[Saved entries]
+===+

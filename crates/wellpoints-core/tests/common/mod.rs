#![allow(dead_code)]

use std::sync::{Arc, Mutex};
use std::time::Duration;

use serde_json::{json, Value};
use tokio::sync::mpsc;
use wellpoints_core::auth::{Session, ACCESS_TOKEN_KEY, PROFILE_KEY, REFRESH_TOKEN_KEY};
use wellpoints_core::models::UserProfile;
use wellpoints_core::{ApiClient, MemoryStore, Navigator, Route, SecureStore};

/// Navigator that records every redirect
pub struct RecordingNavigator {
    routes: Mutex<Vec<Route>>,
    tx: mpsc::UnboundedSender<Route>,
}

impl RecordingNavigator {
    pub fn new() -> (Arc<Self>, mpsc::UnboundedReceiver<Route>) {
        let (tx, rx) = mpsc::unbounded_channel();
        let navigator = Arc::new(Self {
            routes: Mutex::new(Vec::new()),
            tx,
        });
        (navigator, rx)
    }

    pub fn routes(&self) -> Vec<Route> {
        self.routes.lock().unwrap().clone()
    }
}

impl Navigator for RecordingNavigator {
    fn replace(&self, route: Route) {
        self.routes.lock().unwrap().push(route);
        let _ = self.tx.send(route);
    }
}

pub fn profile() -> UserProfile {
    UserProfile {
        employee_id: "42".to_string(),
        name: "Ana Lima".to_string(),
        registration: "12345".to_string(),
        department: "Financeiro".to_string(),
    }
}

pub fn profile_json() -> Value {
    json!({
        "employee_id": "42",
        "name": "Ana Lima",
        "registration": "12345",
        "department": "Financeiro"
    })
}

pub fn overview_json() -> Value {
    json!({
        "profile": profile_json(),
        "points_balance": 150,
        "transactions": [
            {
                "id": "1",
                "type": "earn",
                "amount": 50,
                "description": "Check-in realizado",
                "date": "2025-02-08"
            }
        ]
    })
}

/// Store holding a signed-in session
pub fn signed_in_store(access: &str, refresh: Option<&str>) -> Arc<MemoryStore> {
    let store = Arc::new(MemoryStore::new());
    store.set(ACCESS_TOKEN_KEY, access).unwrap();
    if let Some(refresh) = refresh {
        store.set(REFRESH_TOKEN_KEY, refresh).unwrap();
    }
    store
        .set(PROFILE_KEY, &serde_json::to_string(&profile()).unwrap())
        .unwrap();
    store
}

pub fn client(store: Arc<MemoryStore>, base_url: &str) -> ApiClient {
    let session = Arc::new(Session::new(store));
    ApiClient::with_base_url(session, base_url, Duration::from_secs(5)).unwrap()
}

/// Base URL nothing listens on
pub const UNREACHABLE_URL: &str = "http://127.0.0.1:9";
/// The single owner of session state.
///
/// Shared by `Arc` between the API client (which reads the access token,
/// rotates tokens after a refresh and expires the session when a refresh
/// fails) and the controller (which drives sign-in and sign-out). All
/// writes to the persisted session keys go through here.
///
/// Every sign-in and every clear starts a new generation. A refresh
/// remembers the generation it started in and may only write tokens or
/// expire the session while that generation is still current.
pub struct Session {
    store: Arc<dyn SecureStore>,
    state: watch::Sender<AuthState>,
    refresh_lock: Mutex<()>,
    generation: StdMutex<u64>,
}

impl Session {
    pub fn new(store: Arc<dyn SecureStore>) -> Self {
        let (state, _) = watch::channel(AuthState::Unknown);
        Self {
            store,
            state,
            refresh_lock: Mutex::new(()),
            generation: StdMutex::new(0),
        }
    }

    /// Current state snapshot
    pub fn state(&self) -> AuthState {
        self.state.borrow().clone()
    }

    /// Receiver notified on every state transition
    pub fn subscribe(&self) -> watch::Receiver<AuthState> {
        self.state.subscribe()
    }

    pub(crate) fn set_state(&self, next: AuthState) {
        let previous = self.state.send_replace(next);
        debug!(from = previous.name(), to = self.state.borrow().name(), "Auth state changed");
    }

    /// Read the persisted session.
    ///
    /// A token without a readable profile breaks the session invariant;
    /// the leftovers are cleared and `None` is returned.
    pub fn load(&self) -> Result<Option<SessionData>, StoreError> {
        let access_token = self.store.get(ACCESS_TOKEN_KEY)?;
        let profile_json = self.store.get(PROFILE_KEY)?;

        let (access_token, profile_json) = match (access_token, profile_json) {
            (Some(token), Some(json)) => (token, json),
            (None, None) => return Ok(None),
            _ => {
                warn!("Incomplete session in storage, clearing");
                self.clear()?;
                return Ok(None);
            }
        };

        let profile: UserProfile = match serde_json::from_str(&profile_json) {
            Ok(profile) => profile,
            Err(e) => {
                warn!(error = %e, "Stored profile is unreadable, clearing session");
                self.clear()?;
                return Ok(None);
            }
        };

        Ok(Some(SessionData {
            access_token,
            refresh_token: self.store.get(REFRESH_TOKEN_KEY)?,
            profile,
        }))
    }

    /// Generation of the stored session, bumped by `persist` and `clear`
    pub(crate) fn generation(&self) -> u64 {
        *self.lock_generation()
    }

    /// Persisted access token, read fresh on every call
    pub fn access_token(&self) -> Result<Option<String>, StoreError> {
        self.store.get(ACCESS_TOKEN_KEY)
    }

    pub fn refresh_token(&self) -> Result<Option<String>, StoreError> {
        self.store.get(REFRESH_TOKEN_KEY)
    }

    /// Write a whole session. All keys or none: on a failed write every
    /// session key is removed again before the error is returned.
    pub(crate) fn persist(&self, data: &SessionData) -> Result<(), StoreError> {
        let profile_json = serde_json::to_string(&data.profile).map_err(|e| StoreError::Write {
            key: PROFILE_KEY.to_string(),
            reason: e.to_string(),
        })?;

        let mut generation = self.lock_generation();
        *generation += 1;

        let result = self
            .store
            .set(PROFILE_KEY, &profile_json)
            .and_then(|()| match data.refresh_token {
                Some(ref refresh) => self.store.set(REFRESH_TOKEN_KEY, refresh),
                None => self.store.delete(REFRESH_TOKEN_KEY),
            })
            .and_then(|()| self.store.set(ACCESS_TOKEN_KEY, &data.access_token));

        if let Err(e) = result {
            warn!(error = %e, "Failed to persist session, rolling back");
            if let Err(rollback) = self.delete_all() {
                warn!(error = %rollback, "Rollback after failed persist also failed");
            }
            return Err(e);
        }
        Ok(())
    }

    /// Store tokens minted by the refresh endpoint.
    ///
    /// Nothing is written and `false` is returned when the session was
    /// signed out or replaced since `generation`. The refresh token is only
    /// replaced when the backend rotated it.
    pub(crate) fn rotate_tokens(
        &self,
        generation: u64,
        access_token: &str,
        refresh_token: Option<&str>,
    ) -> Result<bool, StoreError> {
        let current = self.lock_generation();
        if *current != generation {
            debug!(started = generation, current = *current, "Session changed during refresh, dropping tokens");
            return Ok(false);
        }
        if let Some(refresh) = refresh_token {
            self.store.set(REFRESH_TOKEN_KEY, refresh)?;
        }
        self.store.set(ACCESS_TOKEN_KEY, access_token)?;
        debug!(rotated_refresh = refresh_token.is_some(), "Stored refreshed tokens");
        Ok(true)
    }

    /// Overwrite the stored profile, leaving tokens untouched
    pub(crate) fn replace_profile(&self, profile: &UserProfile) -> Result<(), StoreError> {
        let json = serde_json::to_string(profile).map_err(|e| StoreError::Write {
            key: PROFILE_KEY.to_string(),
            reason: e.to_string(),
        })?;
        self.store.set(PROFILE_KEY, &json)
    }

    /// Remove every session key. Attempts all deletes, returns the first failure.
    pub(crate) fn clear(&self) -> Result<(), StoreError> {
        let mut generation = self.lock_generation();
        *generation += 1;
        self.delete_all()
    }

    fn delete_all(&self) -> Result<(), StoreError> {
        let mut first_error = None;
        // Access token first so a partial clear never leaves it without a profile
        for key in SESSION_KEYS.iter().rev() {
            if let Err(e) = self.store.delete(key) {
                first_error.get_or_insert(e);
            }
        }
        match first_error {
            Some(e) => Err(e),
            None => Ok(()),
        }
    }

    /// Irrecoverable auth failure: drop persisted state and go unauthenticated.
    ///
    /// Only applies to the session of `generation`. A session that was
    /// already signed out or replaced by a new sign-in is left alone.
    pub(crate) fn expire(&self, generation: u64) {
        let mut current = self.lock_generation();
        if *current != generation {
            debug!(started = generation, current = *current, "Session already replaced, not expiring");
            return;
        }
        *current += 1;
        info!("Session expired, clearing stored credentials");
        if let Err(e) = self.delete_all() {
            warn!(error = %e, "Failed to clear expired session");
        }
        drop(current);
        self.set_state(AuthState::Unauthenticated);
    }

    /// Held for the duration of a token refresh
    pub(crate) async fn lock_refresh(&self) -> MutexGuard<'_, ()> {
        self.refresh_lock.lock().await
    }

    fn lock_generation(&self) -> StdMutexGuard<'_, u64> {
        self.generation.lock().unwrap_or_else(PoisonError::into_inner)
    }
}
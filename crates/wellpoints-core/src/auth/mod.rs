//! Authentication module for managing the employee session.
//!
//! This module provides:
//! - `Session`: the shared owner of persisted tokens, profile and auth state
//! - `SessionController`: sign-in, sign-out, onboarding and route guarding
//! - `Navigator`: the seam route redirects are issued through
//!
//! Sessions last until sign-out or until a token refresh is rejected.

pub mod controller;
pub mod guard;
pub mod session;

pub use controller::{SessionController, SessionError};
pub use guard::{redirect_for, NavigationState, Navigator, Route, RouteGroup};
pub use session::{
    AuthState, Session, SessionData, ACCESS_TOKEN_KEY, PROFILE_KEY, REFRESH_TOKEN_KEY,
};
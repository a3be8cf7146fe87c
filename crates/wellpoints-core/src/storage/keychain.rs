use keyring::Entry;

use super::{SecureStore, StoreError};

/// Default keychain service name
pub const SERVICE_NAME: &str = "wellpoints";

/// Stores each key as its own credential under a shared service name.
pub struct KeyringStore {
    service: String,
}

impl KeyringStore {
    pub fn new() -> Self {
        Self::with_service(SERVICE_NAME)
    }

    /// Use a custom keychain service (e.g. one per backend environment)
    pub fn with_service(service: impl Into<String>) -> Self {
        Self {
            service: service.into(),
        }
    }

    fn entry(&self, key: &str) -> Result<Entry, StoreError> {
        Entry::new(&self.service, key).map_err(|e| StoreError::Unavailable(e.to_string()))
    }
}

impl Default for KeyringStore {
    fn default() -> Self {
        Self::new()
    }
}

impl SecureStore for KeyringStore {
    fn get(&self, key: &str) -> Result<Option<String>, StoreError> {
        match self.entry(key)?.get_password() {
            Ok(value) => Ok(Some(value)),
            Err(keyring::Error::NoEntry) => Ok(None),
            Err(e) => Err(StoreError::Read {
                key: key.to_string(),
                reason: e.to_string(),
            }),
        }
    }

    fn set(&self, key: &str, value: &str) -> Result<(), StoreError> {
        self.entry(key)?
            .set_password(value)
            .map_err(|e| StoreError::Write {
                key: key.to_string(),
                reason: e.to_string(),
            })
    }

    fn delete(&self, key: &str) -> Result<(), StoreError> {
        match self.entry(key)?.delete_credential() {
            Ok(()) | Err(keyring::Error::NoEntry) => Ok(()),
            Err(e) => Err(StoreError::Delete {
                key: key.to_string(),
                reason: e.to_string(),
            }),
        }
    }
}
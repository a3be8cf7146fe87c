//! First-access registration endpoints.
//!
//! These run before the employee has a session, so they usually go out
//! without a bearer token.

use crate::models::{OnboardingCandidate, OnboardingCheck, OnboardingCompletion, OnboardingResult};

use super::client::ApiRequest;
use super::{ApiClient, ApiError};

impl ApiClient {
    /// Verify the employee's identity against HR records
    pub async fn check_onboarding(&self, check: &OnboardingCheck) -> Result<OnboardingCandidate, ApiError> {
        self.request(ApiRequest::post("/onboarding/check").json(check)?)
            .await
    }

    /// Create the account's password; returns an access token for the new session
    pub async fn complete_onboarding(
        &self,
        completion: &OnboardingCompletion,
    ) -> Result<OnboardingResult, ApiError> {
        self.request(ApiRequest::post("/onboarding/complete").json(completion)?)
            .await
    }
}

+===+

PROBLEM TO SOLVE – Could you transcribe the entries above word for word, from the line with "filename crates/wellpoints-core/src/auth/mod.rs" down to the line with "and route guarding", keeping both?

RESULT OF THE TASK –
filename crates/wellpoints-core/src/auth/mod.rs
//! Authentication module for managing the employee session.
//!
//! This module provides:
//! - `Session`: the shared owner of persisted tokens, profile and auth state
//! - `SessionController`: sign-in, sign-out, onboarding and route guarding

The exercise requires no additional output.